By Arshad Alam, New Age Islam
26 April 2017
Ye To Hona Hi Tha. The absolute distance and nonchalance in the voice still disturbs me. A friend of mine was trying to justify the violence against Muslims in 2002. Muslims are like that only: they don’t mix and they fly the flag of Pakistan where they live. There is a limit to toleration. The majority had to react someday. Now they will be fine as they have been shown their place. Coming from a friend whom I had known for nearly a decade shook me to the very core. There was something fundamentally wrong with the way sections of the majority community was looking at the Muslims. Such hatred though had an underlying logic to it. Negativity about Muslims had to be internalized in order to give vent to such a hatred.

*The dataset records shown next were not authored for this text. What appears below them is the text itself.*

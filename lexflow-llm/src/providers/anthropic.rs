//! Anthropic (Claude) chat adapter with request pacing

use crate::{ChatProvider, ChatRequest, ChatResponse};
use async_trait::async_trait;
use lexflow_core::{GatewayError, LexflowError, LexflowResult};
use reqwest::{Client, StatusCode};
use serde::{Deserialize, Serialize};
use std::sync::Arc;
use tokio::sync::Semaphore;

// ============================================================================
// WIRE TYPES
// ============================================================================

#[derive(Debug, Serialize)]
struct MessageRequest {
    model: String,
    #[serde(skip_serializing_if = "Option::is_none")]
    system: Option<String>,
    messages: Vec<Message>,
    max_tokens: i32,
    temperature: f32,
}

#[derive(Debug, Serialize)]
struct Message {
    role: &'static str,
    content: String,
}

#[derive(Debug, Deserialize)]
struct MessageResponse {
    content: Vec<ContentBlock>,
    model: String,
    usage: Usage,
}

#[derive(Debug, Deserialize)]
#[serde(tag = "type", rename_all = "snake_case")]
enum ContentBlock {
    Text { text: String },
}

#[derive(Debug, Deserialize)]
struct Usage {
    input_tokens: i64,
    output_tokens: i64,
}

#[derive(Debug, Deserialize)]
struct VendorError {
    error: VendorErrorBody,
}

#[derive(Debug, Deserialize)]
struct VendorErrorBody {
    message: String,
}

// ============================================================================
// PROVIDER
// ============================================================================

/// Anthropic messages-API adapter.
///
/// Concurrency toward the vendor is bounded by a semaphore sized to the
/// configured requests-per-minute budget.
pub struct AnthropicChatProvider {
    client: Client,
    api_key: String,
    base_url: String,
    model: String,
    permits: Arc<Semaphore>,
}

impl AnthropicChatProvider {
    /// Create a new adapter.
    ///
    /// # Arguments
    /// * `api_key` - Anthropic API key
    /// * `model` - Model name (e.g. "claude-3-5-sonnet-20241022")
    /// * `requests_per_minute` - Vendor-side pacing budget
    pub fn new(
        api_key: impl Into<String>,
        model: impl Into<String>,
        requests_per_minute: u32,
    ) -> Self {
        Self {
            client: Client::new(),
            api_key: api_key.into(),
            base_url: "https://api.anthropic.com/v1".to_string(),
            model: model.into(),
            permits: Arc::new(Semaphore::new((requests_per_minute as usize).max(1))),
        }
    }

    /// Override the API base URL (for gateways and tests).
    pub fn with_base_url(mut self, base_url: impl Into<String>) -> Self {
        self.base_url = base_url.into();
        self
    }

    fn extract_text(content: Vec<ContentBlock>) -> String {
        content
            .into_iter()
            .map(|block| match block {
                ContentBlock::Text { text } => text,
            })
            .collect::<Vec<_>>()
            .join("\n")
    }
}

#[async_trait]
impl ChatProvider for AnthropicChatProvider {
    async fn chat(&self, request: ChatRequest) -> LexflowResult<ChatResponse> {
        let _permit = self.permits.acquire().await.map_err(|e| {
            LexflowError::Gateway(GatewayError::Vendor {
                provider: "anthropic".to_string(),
                status: 0,
                message: format!("pacing semaphore closed: {}", e),
            })
        })?;

        let body = MessageRequest {
            model: self.model.clone(),
            system: request.system,
            messages: vec![Message {
                role: "user",
                content: request.user,
            }],
            max_tokens: request.max_tokens,
            temperature: request.temperature,
        };

        let url = format!("{}/messages", self.base_url);
        let response = self
            .client
            .post(&url)
            .header("x-api-key", &self.api_key)
            .header("anthropic-version", "2023-06-01")
            .header("Content-Type", "application/json")
            .json(&body)
            .send()
            .await
            .map_err(|e| {
                LexflowError::Gateway(GatewayError::Vendor {
                    provider: "anthropic".to_string(),
                    status: 0,
                    message: format!("HTTP request failed: {}", e),
                })
            })?;

        let status = response.status();
        if status.is_success() {
            let parsed: MessageResponse = response.json().await.map_err(|e| {
                LexflowError::Gateway(GatewayError::Vendor {
                    provider: "anthropic".to_string(),
                    status: status.as_u16() as i32,
                    message: format!("Failed to parse response: {}", e),
                })
            })?;

            Ok(ChatResponse {
                text: Self::extract_text(parsed.content),
                model_id: parsed.model,
                input_tokens: parsed.usage.input_tokens,
                output_tokens: parsed.usage.output_tokens,
            })
        } else {
            let error_text = response
                .text()
                .await
                .unwrap_or_else(|_| "Unknown error".to_string());
            let message = serde_json::from_str::<VendorError>(&error_text)
                .map(|e| e.error.message)
                .unwrap_or(error_text);

            Err(match status {
                StatusCode::TOO_MANY_REQUESTS => {
                    LexflowError::Gateway(GatewayError::RateLimited {
                        provider: "anthropic".to_string(),
                        retry_after_ms: 1000,
                    })
                }
                _ => LexflowError::Gateway(GatewayError::Vendor {
                    provider: "anthropic".to_string(),
                    status: status.as_u16() as i32,
                    message,
                }),
            })
        }
    }

    fn model_id(&self) -> &str {
        &self.model
    }
}

impl std::fmt::Debug for AnthropicChatProvider {
    fn fmt(&self, f: &mut std::fmt::Formatter<'_>) -> std::fmt::Result {
        f.debug_struct("AnthropicChatProvider")
            .field("base_url", &self.base_url)
            .field("model", &self.model)
            .field("api_key", &"[REDACTED]")
            .finish()
    }
}

#[cfg(test)]
mod tests {
    use super::*;

    #[test]
    fn test_extract_text_joins_blocks() {
        let content = vec![
            ContentBlock::Text {
                text: "prima".to_string(),
            },
            ContentBlock::Text {
                text: "seconda".to_string(),
            },
        ];
        assert_eq!(
            AnthropicChatProvider::extract_text(content),
            "prima\nseconda"
        );
    }

    #[test]
    fn test_debug_redacts_key() {
        let provider = AnthropicChatProvider::new("sk-ant-secret", "claude-3-5-sonnet-20241022", 50);
        let debug = format!("{:?}", provider);
        assert!(!debug.contains("sk-ant-secret"));
        assert!(debug.contains("[REDACTED]"));
    }
}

After nearly two decades, the underlying hatred against Muslim is expressing itself in a different form. Today it has the acquired the form of targeted lynching. There is perhaps no internal logic to such hatred: being Muslim is fair game. The peculiar thing about lynching is that it is a public spectacle. The lynching of Pehlu Khan and others, therefore happens in full public view. It is not just a lesson for the individual victim concerned; it is also a message to all Muslims that a similar fate awaits them if they do not ‘behave’. This expected behaviour though is not clear. Clearly in Pehlu Khan’s case, there was no illegality involved. He was a licenced dairy farmer and he was legally transporting cows. And yet he was targeted. So it is not so much a question whether he was within the ambit of law or not. What we are witnessing is something more sinister: that your being Muslim is enough to get you lynched. What is more appalling is that due to the public nature of lynching, people who have no intimate knowledge of the problem also join in. Thus for the bystanders who were watching this incident and who decided to join in eventually, the name Pehlu Khan was enough to prove culpability. In short, you need not know the real issues at hand before giving vent to your grievances. Lynching of Muslims is becoming a sport and everyone can join in.
Most of these Muslims who have faced such inglorious deaths also happen to be low caste Muslims. Religion and caste today fuse to produce what is called the Muslim identity. Public beating of lower castes in this country has been the rule for centuries. Despite stern provisions in the law, atrocities of such nature gets reported almost on a regular basis even now. The case of the public flogging of Dalits in Gujarat is not the only incident. Rather than calling it caste violence, statist discourses call it as a mere law and order problem. But the problem is note that simple: fundamentally India remains a caste society and lynching must also be understood through a caste lens. Muslims and low castes are not mutually exclusive categories. A majority of Muslims are in fact low caste and all policy documents recognise this fact. Additionally, through the Brahmanical trope of othering, they carry the burden of being Mlecchas. Thus they are the bearers of a double pollution: as low caste as well as Muslims. Not for a moment I am suggesting that victims of lynching like Pehlu Khan are first asked about their caste and then lynched. But I am definitely arguing that hatred towards the Muslims is not just about their religion but also because they are low castes. The corpse of Pehlu Khan becomes not just a site of intense hatred based on religion, but also bears the mark of brutal history of caste in this country. Privileging one over the other would only lead to a diminished understanding of the complexity of identities which an Indian Muslim carries within himself.
The expectation that the ruling dispensation should condemn such lynching is a bit naïve. I call it naïve simply because they are the very same people who created such a problem in the first place. With every such killing, the normality of violence against Muslims reaches a higher ceiling. The so called fringe is perhaps not the fringe at all; it actually tells us how the majority within this country thinks about Muslims.
And why just blame the ruling dispensation when cow protection has been high on the agenda of so called secular parties like the Congress.The problem is that we have never confronted the problem with all the might that is required. As I look at the responses to the murder of Pehlu Khan, I fear with trepidation at the silence of the secular parties on the issue. No candle light vigils, not even a silent symbolic protest against such a brutal lynching. I wonder whether the secular response has also reached a new normal.
Arshad Alam is a social and political commentator and a www.NewAgeIslam.com columnist.